The mists slowly vanished and Dulaq found himself standing on an immense and totally barren plain. Not a tree, not a blade of grass; nothing but bare, rocky ground stretching in all directions to the horizon and a disturbingly harsh yellow sky. He looked down at his feet and saw the weapon that Odal had chosen. A primitive club.
With a sense of dread, Dulaq picked up the club and hefted it in his hand. He scanned the plain. Nothing. No hills or trees or bushes to hide in. No place to run to.
And off on the horizon he could see a tall, lithe figure holding a similar club walking slowly and deliberately towardhim.
The press gallery was practically empty. The duel had more than an hour to run, and most of the newsmen were outside, broadcasting their hastily drawn guesses about Dulaq’s failure to win with-his own choice of weapons and environment.
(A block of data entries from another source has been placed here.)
//! Face identities, canonical cube faces and raycast hit records.

use crate::frame::{check_axis, FrameError};
use glam::Vec3;
use serde::{Deserialize, Serialize};
use std::fmt;
use thiserror::Error;

/// Opaque identity of a face object owned by the cube.
///
/// Only equality matters; the value carries no geometry.
#[derive(Debug, Clone, Copy, PartialEq, Eq, Hash, PartialOrd, Ord, Serialize, Deserialize)]
#[serde(transparent)]
pub struct FaceHandle(pub u64);

impl fmt::Display for FaceHandle {
    fn fmt(&self, f: &mut fmt::Formatter<'_>) -> fmt::Result {
        write!(f, "#{}", self.0)
    }
}

/// One interactive layer of the cube, as registered by cube construction.
#[derive(Debug, Clone, PartialEq, Eq, Serialize, Deserialize)]
pub struct FaceLayer {
    /// Back-reference to the face object, used for lookup only.
    pub handle: FaceHandle,
    /// Human-readable name (e.g., "TopFace").
    pub name: String,
}

impl FaceLayer {
    /// Create a face layer entry.
    pub fn new(handle: FaceHandle, name: impl Into<String>) -> Self {
        Self {
            handle,
            name: name.into(),
        }
    }
}

/// Errors raised when validating a [`HitRecord`].
#[derive(Debug, Clone, Copy, PartialEq, Error)]
pub enum HitError {
    /// The normal contained NaN or infinity.
    #[error("hit normal is not finite")]
    NonFinite,
    /// The normal was not unit length.
    #[error("hit normal has length {length}, expected 1")]
    NotUnit {
        /// Measured length.
        length: f32,
    },
}

/// Result of a pointer ray striking scene geometry.
#[derive(Debug, Clone, Copy, PartialEq, Serialize, Deserialize)]
pub struct HitRecord {
    /// Identity of the struck object.
    pub target: FaceHandle,
    /// Unit surface normal at the hit point.
    pub normal: Vec3,
}

impl HitRecord {
    /// Create a hit record from a trusted normal without validation.
    pub fn new(target: FaceHandle, normal: Vec3) -> Self {
        Self { target, normal }
    }

    /// Create a hit record, rejecting a normal that is non-finite or not
    /// unit length within [`UNIT_TOLERANCE`](crate::UNIT_TOLERANCE).
    pub fn try_new(target: FaceHandle, normal: Vec3) -> Result<Self, HitError> {
        check_axis("normal", normal).map_err(|err| match err {
            FrameError::NonFinite { .. } => HitError::NonFinite,
            FrameError::NotUnit { length, .. } => HitError::NotUnit { length },
        })?;
        Ok(Self { target, normal })
    }
}

/// The six faces of an axis-aligned cube.
///
/// World axes follow a left-handed, Y-up convention: +Y is up, +Z is
/// forward and +X is right.
#[derive(Debug, Clone, Copy, PartialEq, Eq, Hash, Serialize, Deserialize)]
pub enum CanonicalFace {
    /// +Y
    Top,
    /// -Y
    Bottom,
    /// +Z
    Front,
    /// -Z
    Back,
    /// +X
    Right,
    /// -X
    Left,
}

impl CanonicalFace {
    /// Order in which axes are tested when matching a surface normal.
    pub const PRIORITY: [Self; 6] = [
        Self::Top,
        Self::Bottom,
        Self::Front,
        Self::Back,
        Self::Right,
        Self::Left,
    ];

    /// Outward unit axis of this face.
    pub fn axis(self) -> Vec3 {
        match self {
            Self::Top => Vec3::Y,
            Self::Bottom => Vec3::NEG_Y,
            Self::Front => Vec3::Z,
            Self::Back => Vec3::NEG_Z,
            Self::Right => Vec3::X,
            Self::Left => Vec3::NEG_X,
        }
    }

    /// Registry name used for this face.
    pub fn name(self) -> &'static str {
        match self {
            Self::Top => "TopFace",
            Self::Bottom => "BottomFace",
            Self::Front => "FrontFace",
            Self::Back => "BackFace",
            Self::Right => "RightFace",
            Self::Left => "LeftFace",
        }
    }

    /// Parse a registry name back into a canonical face.
    pub fn from_name(name: &str) -> Option<Self> {
        Self::PRIORITY.into_iter().find(|face| face.name() == name)
    }
}

impl fmt::Display for CanonicalFace {
    fn fmt(&self, f: &mut fmt::Formatter<'_>) -> fmt::Result {
        f.write_str(self.name())
    }
}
Then a curious thing happened.
On the master control panel of the dueling machine, a single light flashed red. The chief meditech blinked at it in surprise, then pressed a series of buttons on his board. More red lights appeared. The chief meditech reached out and flipped a single switch.
One of the newsmen turned to his partner. “What’s going on down there?”
“I think it’s all over.. . . Yeah, look, they’re opening up the booths. Somebody’s scored a win.”
“But who?”
They watched intently while the other newsmen quickly filed back into the gallery.
‘There’s Odal. He looks happy.”
“Guess that means….”
“Good lord! Look at Dulaq!”
More than two thousand light-years from Acquatainia was the star cluster called Carinae. Although it was an even greater distance away from Earth, Carinae was still well within the confines of the mammoth Terran Commonwealth. Dr. Leoh, inventor of the dueling machine, was lecturing at the Carinae University when the news of Dulaq’s duel reached him. An assistant professor perpetrated the unthinkable breach of interrupting the lecture to whisper the news in his ear.